Em Portugal, morreram 1.396 pessoas das 32.203 confirmadas como infetadas, e há 19.186 casos recuperados, de acordo com a Direção-Geral da Saúde.
A nível global, segundo um balanço da agência de notícias AFP, a pandemia de covid-19 já provocou mais de 364 mil mortos e infetou mais de 5,9 milhões de pessoas em 196 países e territórios. Mais de 2,4 milhões de doentes foram considerados curados.
Portugal entrou no dia 03 de maio em situação de calamidade devido à pandemia, que sexta-feira foi prolongado até 14 de junho, depois de três períodos consecutivos em estado de emergência desde 19 de março.
Esta fase de combate à covid-19 prevê o confinamento obrigatório apenas para pessoas doentes e em vigilância ativa e o uso obrigatório de máscaras ou viseiras em transportes públicos, serviços de atendimento ao público, escolas e estabelecimentos comerciais.

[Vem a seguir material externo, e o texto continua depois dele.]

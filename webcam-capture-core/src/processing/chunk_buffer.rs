/// Ordered, append-only store for encoded chunks of one recording.
///
/// Wrap in `Arc<parking_lot::Mutex<ChunkBuffer>>` to share it with the
/// encoder's chunk callback.
///
/// Each recording opens the buffer under a fresh generation number. Pushes
/// tagged with any other generation (a late chunk from an encoder that has
/// already been torn down) are dropped, as are empty chunks. Once the
/// contents are taken or discarded the buffer is closed until the next reset.
#[derive(Debug, Default)]
pub struct ChunkBuffer {
    generation: Option<u64>,
    chunks: Vec<Vec<u8>>,
    total_bytes: usize,
}

impl ChunkBuffer {
    pub fn new() -> Self {
        Self::default()
    }

    /// Clear any leftovers and accept chunks for `generation`.
    pub fn reset(&mut self, generation: u64) {
        self.chunks.clear();
        self.total_bytes = 0;
        self.generation = Some(generation);
    }

    /// Append a chunk. Returns `false` if it was dropped.
    pub fn push(&mut self, generation: u64, chunk: &[u8]) -> bool {
        if chunk.is_empty() || self.generation != Some(generation) {
            return false;
        }
        self.chunks.push(chunk.to_vec());
        self.total_bytes += chunk.len();
        true
    }

    /// Concatenate every chunk in arrival order and close the buffer.
    ///
    /// Returns the payload and the number of chunks it was built from.
    pub fn take(&mut self) -> (Vec<u8>, usize) {
        let count = self.chunks.len();
        let mut payload = Vec::with_capacity(self.total_bytes);
        for chunk in self.chunks.drain(..) {
            payload.extend_from_slice(&chunk);
        }
        self.total_bytes = 0;
        self.generation = None;
        (payload, count)
    }

    /// Drop everything without producing a payload and close the buffer.
    ///
    /// Returns the number of chunks discarded.
    pub fn discard(&mut self) -> usize {
        let count = self.chunks.len();
        self.chunks.clear();
        self.total_bytes = 0;
        self.generation = None;
        count
    }

    /// Number of chunks currently held.
    pub fn len(&self) -> usize {
        self.chunks.len()
    }

    pub fn is_empty(&self) -> bool {
        self.chunks.is_empty()
    }

    /// Total payload size currently held.
    pub fn byte_len(&self) -> usize {
        self.total_bytes
    }

    /// Whether the buffer is accepting chunks.
    pub fn is_open(&self) -> bool {
        self.generation.is_some()
    }
}
use serde::{Deserialize, Serialize};

/// Kind of a live media track.
#[derive(Debug, Clone, Copy, PartialEq, Eq, Hash, Serialize, Deserialize)]
#[serde(rename_all = "lowercase")]
pub enum TrackKind {
    Audio,
    Video,
}

/// A single track inside a device stream (e.g., front camera, built-in mic).
#[derive(Debug, Clone, PartialEq, Eq, Serialize, Deserialize)]
pub struct TrackInfo {
    pub id: String,
    pub kind: TrackKind,
    pub label: String,
}

/// Video settings the device actually granted.
///
/// Constraints are requested as ideal values, so these may differ from what
/// was asked for.
#[derive(Debug, Clone, Copy, PartialEq, Serialize, Deserialize)]
pub struct VideoSettings {
    pub width: u32,
    pub height: u32,
    pub frame_rate: f64,
}

/// Description of an acquired device stream.
#[derive(Debug, Clone, PartialEq, Serialize, Deserialize)]
pub struct StreamInfo {
    pub id: String,
    pub tracks: Vec<TrackInfo>,
    pub video: Option<VideoSettings>,
}

impl StreamInfo {
    pub fn has_audio(&self) -> bool {
        self.tracks.iter().any(|t| t.kind == TrackKind::Audio)
    }

    pub fn has_video(&self) -> bool {
        self.tracks.iter().any(|t| t.kind == TrackKind::Video)
    }
}

/// Requested stream shape. Every value is an ideal, never a mandatory bound.
#[derive(Debug, Clone, Copy, PartialEq)]
pub struct StreamConstraints {
    pub width: u32,
    pub height: u32,
    pub frame_rate: u32,
    pub audio: bool,
}

impl Default for StreamConstraints {
    fn default() -> Self {
        Self {
            width: 1280,
            height: 720,
            frame_rate: 30,
            audio: true,
        }
    }
}

/// Options handed to the backend when an encoder is created.
#[derive(Debug, Clone, PartialEq, Eq)]
pub struct EncoderOptions {
    pub mime_type: String,
    pub video_bits_per_second: u32,
}

#[cfg(test)]
mod tests {
    use super::*;

    #[test]
    fn default_constraints_are_720p30_with_audio() {
        let c = StreamConstraints::default();
        assert_eq!((c.width, c.height, c.frame_rate), (1280, 720, 30));
        assert!(c.audio);
    }

    #[test]
    fn stream_info_reports_track_kinds() {
        let info = StreamInfo {
            id: "s".into(),
            tracks: vec![TrackInfo {
                id: "v".into(),
                kind: TrackKind::Video,
                label: "Camera".into(),
            }],
            video: None,
        };
        assert!(info.has_video());
        assert!(!info.has_audio());
    }

    #[test]
    fn track_kind_serializes_lowercase() {
        assert_eq!(serde_json::to_string(&TrackKind::Audio).unwrap(), "\"audio\"");
    }
}
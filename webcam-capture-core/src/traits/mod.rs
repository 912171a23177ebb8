pub mod capture_backend;
pub mod capture_session;
pub mod media_encoder;
pub mod media_stream;
pub mod preview_surface;
pub mod session_delegate;
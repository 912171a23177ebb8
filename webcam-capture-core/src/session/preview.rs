use std::fmt;
use std::sync::Arc;

use parking_lot::Mutex;

use crate::models::error::CaptureError;
use crate::models::media::StreamInfo;
use crate::traits::preview_surface::PreviewSurface;

#[derive(Default)]
struct PreviewBinding {
    surface: Option<Box<dyn PreviewSurface>>,
    attached: bool,
    /// Bumped by every `bind`/`unbind`.
    epoch: u64,
}

/// Shared slot a caller binds a preview surface into.
///
/// Clones refer to the same slot. A surface bound here is shown the next
/// time a stream is acquired and detached whenever that stream is released.
///
/// Surface methods are always called with the slot unlocked: the surface is
/// taken out for the call and put back afterwards unless it was rebound or
/// unbound in the meantime.
#[derive(Clone, Default)]
pub struct PreviewSlot {
    inner: Arc<Mutex<PreviewBinding>>,
}

impl PreviewSlot {
    pub fn new() -> Self {
        Self::default()
    }

    /// Bind `surface`, returning whatever was bound before (detached).
    pub fn bind(&self, surface: Box<dyn PreviewSurface>) -> Option<Box<dyn PreviewSurface>> {
        let (previous, was_attached) = {
            let mut binding = self.inner.lock();
            binding.epoch += 1;
            let was_attached = std::mem::take(&mut binding.attached);
            (binding.surface.replace(surface), was_attached)
        };
        Self::detached(previous, was_attached)
    }

    /// Remove the bound surface, detaching it first.
    pub fn unbind(&self) -> Option<Box<dyn PreviewSurface>> {
        let (previous, was_attached) = {
            let mut binding = self.inner.lock();
            binding.epoch += 1;
            let was_attached = std::mem::take(&mut binding.attached);
            (binding.surface.take(), was_attached)
        };
        Self::detached(previous, was_attached)
    }

    pub fn is_bound(&self) -> bool {
        self.inner.lock().surface.is_some()
    }

    /// Whether the bound surface currently points at a stream.
    pub fn is_attached(&self) -> bool {
        self.inner.lock().attached
    }

    /// Attach and play. A missing surface is not an error.
    pub(crate) fn show(&self, stream: &StreamInfo) -> Result<(), CaptureError> {
        let Some((mut surface, epoch)) = self.checkout() else {
            return Ok(());
        };

        if let Err(e) = surface.attach(stream) {
            self.checkin(surface, epoch, false);
            return Err(e);
        }
        {
            let mut binding = self.inner.lock();
            if binding.epoch == epoch {
                binding.attached = true;
            }
        }
        let played = surface.play();
        self.checkin(surface, epoch, true);
        played
    }

    /// Detach the bound surface from whatever stream it shows.
    pub(crate) fn clear(&self) {
        let checked_out = {
            let mut binding = self.inner.lock();
            if !std::mem::take(&mut binding.attached) {
                return;
            }
            let epoch = binding.epoch;
            binding.surface.take().map(|surface| (surface, epoch))
        };
        if let Some((mut surface, epoch)) = checked_out {
            surface.detach();
            self.checkin(surface, epoch, false);
        }
    }

    fn checkout(&self) -> Option<(Box<dyn PreviewSurface>, u64)> {
        let mut binding = self.inner.lock();
        let epoch = binding.epoch;
        binding.surface.take().map(|surface| (surface, epoch))
    }

    /// Return a checked-out surface to the slot. If the slot was rebound or
    /// unbound while it was out, the surface is dropped (detached first if
    /// it still shows a stream).
    fn checkin(&self, mut surface: Box<dyn PreviewSurface>, epoch: u64, attached: bool) {
        {
            let mut binding = self.inner.lock();
            if binding.epoch == epoch && binding.surface.is_none() {
                binding.surface = Some(surface);
                return;
            }
        }
        log::debug!("Preview surface replaced during a callback; dropping the old one");
        if attached {
            surface.detach();
        }
    }

    fn detached(surface: Option<Box<dyn PreviewSurface>>, was_attached: bool) -> Option<Box<dyn PreviewSurface>> {
        let mut surface = surface?;
        if was_attached {
            surface.detach();
        }
        Some(surface)
    }
}

impl fmt::Debug for PreviewSlot {
    fn fmt(&self, f: &mut fmt::Formatter<'_>) -> fmt::Result {
        let binding = self.inner.lock();
        f.debug_struct("PreviewSlot")
            .field("bound", &binding.surface.is_some())
            .field("attached", &binding.attached)
            .finish()
    }
}
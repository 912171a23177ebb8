//! Test-pattern encoder.
//!
//! Emits one chunk per timeslice on a dedicated thread:
//! ```text
//! [4-byte magic "TPAT"] [4-byte LE sequence number] [chunk_size bytes of (seq as u8)]
//! ```
//! On stop the worker leaves its loop, flushes one final chunk, and exits;
//! `stop` joins it, so every chunk is delivered before `stop` returns.

use std::sync::atomic::{AtomicBool, Ordering};
use std::sync::Arc;
use std::thread;
use std::time::Duration;

use parking_lot::Mutex;

use webcam_capture_core::models::error::CaptureError;
use webcam_capture_core::traits::media_encoder::{ChunkCallback, MediaEncoder};

pub const CHUNK_MAGIC: &[u8; 4] = b"TPAT";
pub const CHUNK_HEADER_SIZE: usize = 8;

pub struct TestPatternEncoder {
    video_live: Arc<AtomicBool>,
    mime_type: Option<String>,
    timeslice: Duration,
    chunk_size: usize,
    running: Arc<AtomicBool>,
    worker: Mutex<Option<thread::JoinHandle<()>>>,
}

impl TestPatternEncoder {
    pub fn new(video_live: Arc<AtomicBool>, mime_type: Option<String>, timeslice: Duration, chunk_size: usize) -> Self {
        Self {
            video_live,
            mime_type,
            timeslice,
            chunk_size,
            running: Arc::new(AtomicBool::new(false)),
            worker: Mutex::new(None),
        }
    }

    /// Build chunk number `seq`.
    pub fn chunk(seq: u32, chunk_size: usize) -> Vec<u8> {
        let mut chunk = Vec::with_capacity(CHUNK_HEADER_SIZE + chunk_size);
        chunk.extend_from_slice(CHUNK_MAGIC);
        chunk.extend_from_slice(&seq.to_le_bytes());
        chunk.resize(CHUNK_HEADER_SIZE + chunk_size, seq as u8);
        chunk
    }
}

impl MediaEncoder for TestPatternEncoder {
    fn start(&mut self, on_chunk: ChunkCallback) -> Result<(), CaptureError> {
        if self.worker.lock().is_some() {
            return Err(CaptureError::InvalidState("encoder already started".into()));
        }

        self.running.store(true, Ordering::SeqCst);
        let running = Arc::clone(&self.running);
        let video_live = Arc::clone(&self.video_live);
        let timeslice = self.timeslice;
        let chunk_size = self.chunk_size;

        let handle = thread::Builder::new()
            .name("test-pattern-encoder".into())
            .spawn(move || {
                let mut seq: u32 = 0;
                while running.load(Ordering::SeqCst) {
                    thread::sleep(timeslice);
                    if !running.load(Ordering::SeqCst) {
                        break;
                    }
                    if !video_live.load(Ordering::SeqCst) {
                        log::warn!("Video track ended while encoding");
                        break;
                    }
                    on_chunk(&TestPatternEncoder::chunk(seq, chunk_size));
                    seq += 1;
                }
                // Final flush, as a real encoder emits its trailing data on stop.
                on_chunk(&TestPatternEncoder::chunk(seq, chunk_size));
                running.store(false, Ordering::SeqCst);
            })
            .map_err(|e| CaptureError::Unknown(format!("failed to spawn encoder thread: {}", e)))?;

        *self.worker.lock() = Some(handle);
        Ok(())
    }

    fn stop(&mut self) -> Result<(), CaptureError> {
        let handle = self
            .worker
            .lock()
            .take()
            .ok_or_else(|| CaptureError::InvalidState("encoder is not running".into()))?;
        self.running.store(false, Ordering::SeqCst);
        handle
            .join()
            .map_err(|_| CaptureError::EncodingFailed("encoder thread panicked".into()))
    }

    fn mime_type(&self) -> Option<String> {
        self.mime_type.clone()
    }
}

impl Drop for TestPatternEncoder {
    fn drop(&mut self) {
        self.running.store(false, Ordering::SeqCst);
        if let Some(handle) = self.worker.lock().take() {
            let _ = handle.join();
        }
    }
}

#[cfg(test)]
mod tests {
    use std::time::Instant;

    use super::*;

    fn collecting() -> (ChunkCallback, Arc<Mutex<Vec<Vec<u8>>>>) {
        let chunks = Arc::new(Mutex::new(Vec::new()));
        let sink = Arc::clone(&chunks);
        let callback: ChunkCallback = Arc::new(move |c: &[u8]| sink.lock().push(c.to_vec()));
        (callback, chunks)
    }

    fn encoder() -> TestPatternEncoder {
        TestPatternEncoder::new(
            Arc::new(AtomicBool::new(true)),
            Some("video/webm".into()),
            Duration::from_millis(5),
            16,
        )
    }

    #[test]
    fn chunk_layout() {
        let chunk = TestPatternEncoder::chunk(3, 4);
        assert_eq!(&chunk[..4], CHUNK_MAGIC);
        assert_eq!(u32::from_le_bytes([chunk[4], chunk[5], chunk[6], chunk[7]]), 3);
        assert_eq!(&chunk[8..], &[3, 3, 3, 3]);
    }

    #[test]
    fn stop_delivers_sequenced_chunks() {
        let (callback, chunks) = collecting();
        let mut encoder = encoder();
        encoder.start(callback).unwrap();
        thread::sleep(Duration::from_millis(40));
        encoder.stop().unwrap();

        let chunks = chunks.lock();
        assert!(!chunks.is_empty());
        for (i, chunk) in chunks.iter().enumerate() {
            assert_eq!(u32::from_le_bytes([chunk[4], chunk[5], chunk[6], chunk[7]]), i as u32);
        }
    }

    #[test]
    fn immediate_stop_still_flushes() {
        let (callback, chunks) = collecting();
        let mut encoder = encoder();
        encoder.start(callback).unwrap();
        encoder.stop().unwrap();
        assert!(!chunks.lock().is_empty());
    }

    #[test]
    fn second_stop_is_an_error() {
        let (callback, _chunks) = collecting();
        let mut encoder = encoder();
        encoder.start(callback).unwrap();
        encoder.stop().unwrap();
        assert!(encoder.stop().is_err());
    }

    #[test]
    fn stop_without_start_is_an_error() {
        let mut encoder = encoder();
        assert!(matches!(encoder.stop(), Err(CaptureError::InvalidState(_))));
    }

    #[test]
    fn ended_video_track_stops_chunking() {
        let live = Arc::new(AtomicBool::new(true));
        let (callback, chunks) = collecting();
        let mut encoder = TestPatternEncoder::new(Arc::clone(&live), None, Duration::from_millis(5), 8);
        encoder.start(callback).unwrap();
        live.store(false, Ordering::SeqCst);

        // The worker clears `running` on its way out, after the final flush.
        let deadline = Instant::now() + Duration::from_secs(5);
        while encoder.running.load(Ordering::SeqCst) {
            assert!(Instant::now() < deadline, "worker did not exit after the track ended");
            thread::sleep(Duration::from_millis(1));
        }
        let seen = chunks.lock().len();
        assert!(seen >= 1);

        encoder.stop().unwrap();
        assert_eq!(chunks.lock().len(), seen);
        assert!(encoder.mime_type().is_none());
    }
}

O Governo aprovou sexta-feira novas medidas para entrarem em vigor em 01 junho, com destaque para a abertura dos centros comerciais (à exceção da Área Metropolitana de Lisboa, que continuarão encerrados até, pelo menos, 04 de junho), dos ginásios ou das salas de espetáculos. Estas medidas juntam-se às que entraram em vigor no dia 18 de maio, entre as quais a retoma das visitas aos utentes dos lares de idosos, a reabertura das creches, aulas presenciais para os 11.º e 12.º anos e a reabertura de algumas lojas de rua, cafés, restaurantes, museus, monumentos e palácios.
No sábado regressaram as cerimónias religiosas comunitárias enquanto a abertura da época balnear acontecerá em 06 de junho.